HOW TO COMPLETE THIS TASK:
I need each line of the entries below that includes the string "construction".

************

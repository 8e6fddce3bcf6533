//! Investment tier classification.
//!
//! Tiers are absolute-threshold buckets, independent of philosophy weights
//! and of relative ranking: a row can sit in Tier 1 yet rank low on a given
//! philosophy, and the two outcomes are deliberately not reconciled.

use std::collections::BTreeMap;

use ranking_core::MetricRow;
use serde::{Deserialize, Serialize};

/// The four portfolio-suitability tiers, evaluated top-down.
#[derive(Debug, Clone, Copy, PartialEq, Eq, PartialOrd, Ord, Serialize, Deserialize)]
pub enum InvestmentTier {
    Core,
    Quality,
    Specialized,
    Avoid,
}

impl InvestmentTier {
    pub fn number(&self) -> u8 {
        match self {
            InvestmentTier::Core => 1,
            InvestmentTier::Quality => 2,
            InvestmentTier::Specialized => 3,
            InvestmentTier::Avoid => 4,
        }
    }

    pub fn name(&self) -> &'static str {
        match self {
            InvestmentTier::Core => "CORE PORTFOLIO",
            InvestmentTier::Quality => "QUALITY ADDITIONS",
            InvestmentTier::Specialized => "SPECIALIZED PLAYS",
            InvestmentTier::Avoid => "AVOID",
        }
    }

    pub fn recommended_action(&self) -> &'static str {
        match self {
            InvestmentTier::Core => "BUY / HOLD 5+ years",
            InvestmentTier::Quality => "HOLD / BUY on dips",
            InvestmentTier::Specialized => "HOLD / RESEARCH",
            InvestmentTier::Avoid => "EXCLUDE from portfolio",
        }
    }
}

/// Tier plus the insight text explaining the placement.
#[derive(Debug, Clone, Serialize, Deserialize)]
pub struct TierAssignment {
    pub tier: InvestmentTier,
    pub insights: String,
}

/// Classify one row from absolute thresholds, first matching tier wins.
///
/// Missing metrics default pessimistically (ROE/ROCE/FCF/growth to 0,
/// P/E and D/E to 999) so sparse rows fall through to lower tiers.
pub fn classify_tier(row: &MetricRow) -> TierAssignment {
    let roe = row.roe.unwrap_or(0.0);
    let roce = row.roce.unwrap_or(0.0);
    let pe_ratio = row.pe_ratio.unwrap_or(999.0);
    let fcf = row.fcf.unwrap_or(0.0);
    let debt_equity = row.debt_equity.unwrap_or(999.0);
    let profit_growth = row.profit_growth_3yr.unwrap_or(0.0);

    let tier = if roe > 20.0 && roce > 20.0 && pe_ratio < 25.0 && fcf > 500.0 && debt_equity < 0.5
    {
        InvestmentTier::Core
    } else if roe > 15.0 && roce > 15.0 && pe_ratio < 35.0 && fcf > 100.0 && debt_equity < 1.0 {
        InvestmentTier::Quality
    } else if (roe > 12.0 || (fcf > 1000.0 && profit_growth > 0.0)) && debt_equity < 1.5 {
        InvestmentTier::Specialized
    } else {
        InvestmentTier::Avoid
    };

    TierAssignment {
        insights: tier_insights(tier, roe, roce, pe_ratio, fcf, debt_equity),
        tier,
    }
}

fn tier_insights(
    tier: InvestmentTier,
    roe: f64,
    roce: f64,
    pe_ratio: f64,
    fcf: f64,
    debt_equity: f64,
) -> String {
    let mut parts: Vec<String> = Vec::new();
    match tier {
        InvestmentTier::Core => {
            parts.push(format!(
                "Exceptional quality: ROE {:.1}%, ROCE {:.1}%",
                roe, roce
            ));
            parts.push(format!("Strong cash generation: FCF {:.0} Cr", fcf));
            parts.push(format!("Reasonable valuation: P/E {:.1}x", pe_ratio));
            parts.push(format!("Low debt: D/E {:.2}", debt_equity));
        }
        InvestmentTier::Quality => {
            parts.push(format!("Good quality: ROE {:.1}%, ROCE {:.1}%", roe, roce));
            if pe_ratio > 30.0 {
                parts.push(format!(
                    "High valuation: P/E {:.1}x (wait for dip)",
                    pe_ratio
                ));
            } else {
                parts.push(format!("Fair valuation: P/E {:.1}x", pe_ratio));
            }
            if fcf > 500.0 {
                parts.push(format!("Strong FCF: {:.0} Cr", fcf));
            } else {
                parts.push(format!("Moderate FCF: {:.0} Cr", fcf));
            }
        }
        InvestmentTier::Specialized => {
            if roe < 12.0 {
                parts.push(format!("Low ROE: {:.1}% (below quality threshold)", roe));
            } else {
                parts.push(format!("Decent ROE: {:.1}%", roe));
            }
            if fcf > 1000.0 {
                parts.push(format!("Massive FCF: {:.0} Cr (fortress balance sheet)", fcf));
            }
            if debt_equity > 1.0 {
                parts.push(format!("High debt: D/E {:.2}", debt_equity));
            }
            parts.push("Requires further research".to_string());
        }
        InvestmentTier::Avoid => {
            if roe < 8.0 {
                parts.push(format!("Very low ROE: {:.1}%", roe));
            }
            if pe_ratio > 40.0 {
                parts.push(format!("Expensive: P/E {:.1}x", pe_ratio));
            }
            if fcf < 0.0 {
                parts.push(format!("Negative FCF: {:.0} Cr", fcf));
            }
            if debt_equity > 1.5 {
                parts.push(format!("High debt: D/E {:.2}", debt_equity));
            }
            if parts.is_empty() {
                parts.push("Does not meet quality criteria".to_string());
            }
        }
    }
    parts.join(" | ")
}

/// Per-tier aggregate statistics for the report.
#[derive(Debug, Clone, Default, Serialize, Deserialize)]
pub struct TierStats {
    pub count: usize,
    pub avg_roe: Option<f64>,
    pub avg_roce: Option<f64>,
    pub avg_pe: Option<f64>,
    pub avg_fcf: Option<f64>,
    pub avg_debt_equity: Option<f64>,
    pub avg_score: Option<f64>,
    /// Up to ten company names per tier.
    pub companies: Vec<String>,
}

/// Summarize classified rows per tier (keyed by tier number 1-4).
pub fn tier_summary(
    rows: &[(&MetricRow, InvestmentTier, f64)],
) -> BTreeMap<u8, TierStats> {
    let mut stats: BTreeMap<u8, TierStats> = BTreeMap::new();
    for tier in [
        InvestmentTier::Core,
        InvestmentTier::Quality,
        InvestmentTier::Specialized,
        InvestmentTier::Avoid,
    ] {
        let members: Vec<_> = rows.iter().filter(|(_, t, _)| *t == tier).collect();
        let mut entry = TierStats {
            count: members.len(),
            ..TierStats::default()
        };
        if !members.is_empty() {
            entry.avg_roe = mean(members.iter().filter_map(|(r, _, _)| r.roe));
            entry.avg_roce = mean(members.iter().filter_map(|(r, _, _)| r.roce));
            entry.avg_pe = mean(members.iter().filter_map(|(r, _, _)| r.pe_ratio));
            entry.avg_fcf = mean(members.iter().filter_map(|(r, _, _)| r.fcf));
            entry.avg_debt_equity =
                mean(members.iter().filter_map(|(r, _, _)| r.debt_equity));
            entry.avg_score = mean(members.iter().map(|(_, _, s)| *s));
            entry.companies = members
                .iter()
                .take(10)
                .map(|(r, _, _)| r.name.clone())
                .collect();
        }
        stats.insert(tier.number(), entry);
    }
    stats
}

fn mean(values: impl Iterator<Item = f64>) -> Option<f64> {
    let collected: Vec<f64> = values.collect();
    if collected.is_empty() {
        None
    } else {
        Some(collected.iter().sum::<f64>() / collected.len() as f64)
    }
}

/// Portfolio-construction guidance derived from the four tier counts.
pub fn portfolio_recommendation(stats: &BTreeMap<u8, TierStats>) -> String {
    let count = |tier: u8| stats.get(&tier).map(|s| s.count).unwrap_or(0);
    let tier1 = count(1);
    let tier2 = count(2);
    let tier3 = count(3);
    let tier4 = count(4);
    let total = tier1 + tier2 + tier3 + tier4;

    let mut lines: Vec<String> = Vec::new();

    if tier1 >= 5 {
        lines.push(format!("Excellent: {} CORE stocks available", tier1));
        lines.push(format!(
            "  Allocate 60-70% of portfolio to these {} stocks",
            tier1
        ));
    } else if tier1 > 0 {
        lines.push(format!("Limited: only {} CORE stocks found", tier1));
        lines.push("  Allocate 40-50% to these, supplement with Tier 2".to_string());
    } else {
        lines.push("No CORE stocks meet criteria".to_string());
        lines.push("  Focus on Tier 2 stocks or wait for better opportunities".to_string());
    }

    if tier2 >= 10 {
        lines.push(format!("Good: {} QUALITY stocks available", tier2));
        lines.push(format!(
            "  Allocate 20-30% to top {} from this tier",
            tier2.min(10)
        ));
    } else if tier2 > 0 {
        lines.push(format!("Limited: {} QUALITY stocks found", tier2));
        lines.push("  Allocate 15-20% to these stocks".to_string());
    }

    if tier3 > 0 {
        lines.push(format!("Caution: {} SPECIALIZED stocks", tier3));
        lines.push("  Maximum 10% allocation, only after deep research".to_string());
    }

    if tier4 > 0 {
        lines.push(format!(
            "Avoid: {} stocks do not meet quality standards",
            tier4
        ));
        lines.push("  EXCLUDE from portfolio".to_string());
    }

    let investable = tier1 + tier2;
    lines.push("Portfolio construction:".to_string());
    lines.push(format!("  Total analyzed: {} stocks", total));
    if total > 0 {
        lines.push(format!(
            "  Investable (Tier 1+2): {} stocks ({:.1}%)",
            investable,
            investable as f64 / total as f64 * 100.0
        ));
    }
    lines.push(format!(
        "  Recommended portfolio size: {} stocks",
        investable.min(20)
    ));

    if investable < 10 {
        lines.push(format!(
            "WARNING: only {} quality stocks found; consider expanding the universe \
             or waiting for better valuations",
            investable
        ));
    }

    lines.join("\n")
}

************

FINAL ANSWER:
/// Portfolio-construction guidance derived from the four tier counts.
    lines.push("Portfolio construction:".to_string());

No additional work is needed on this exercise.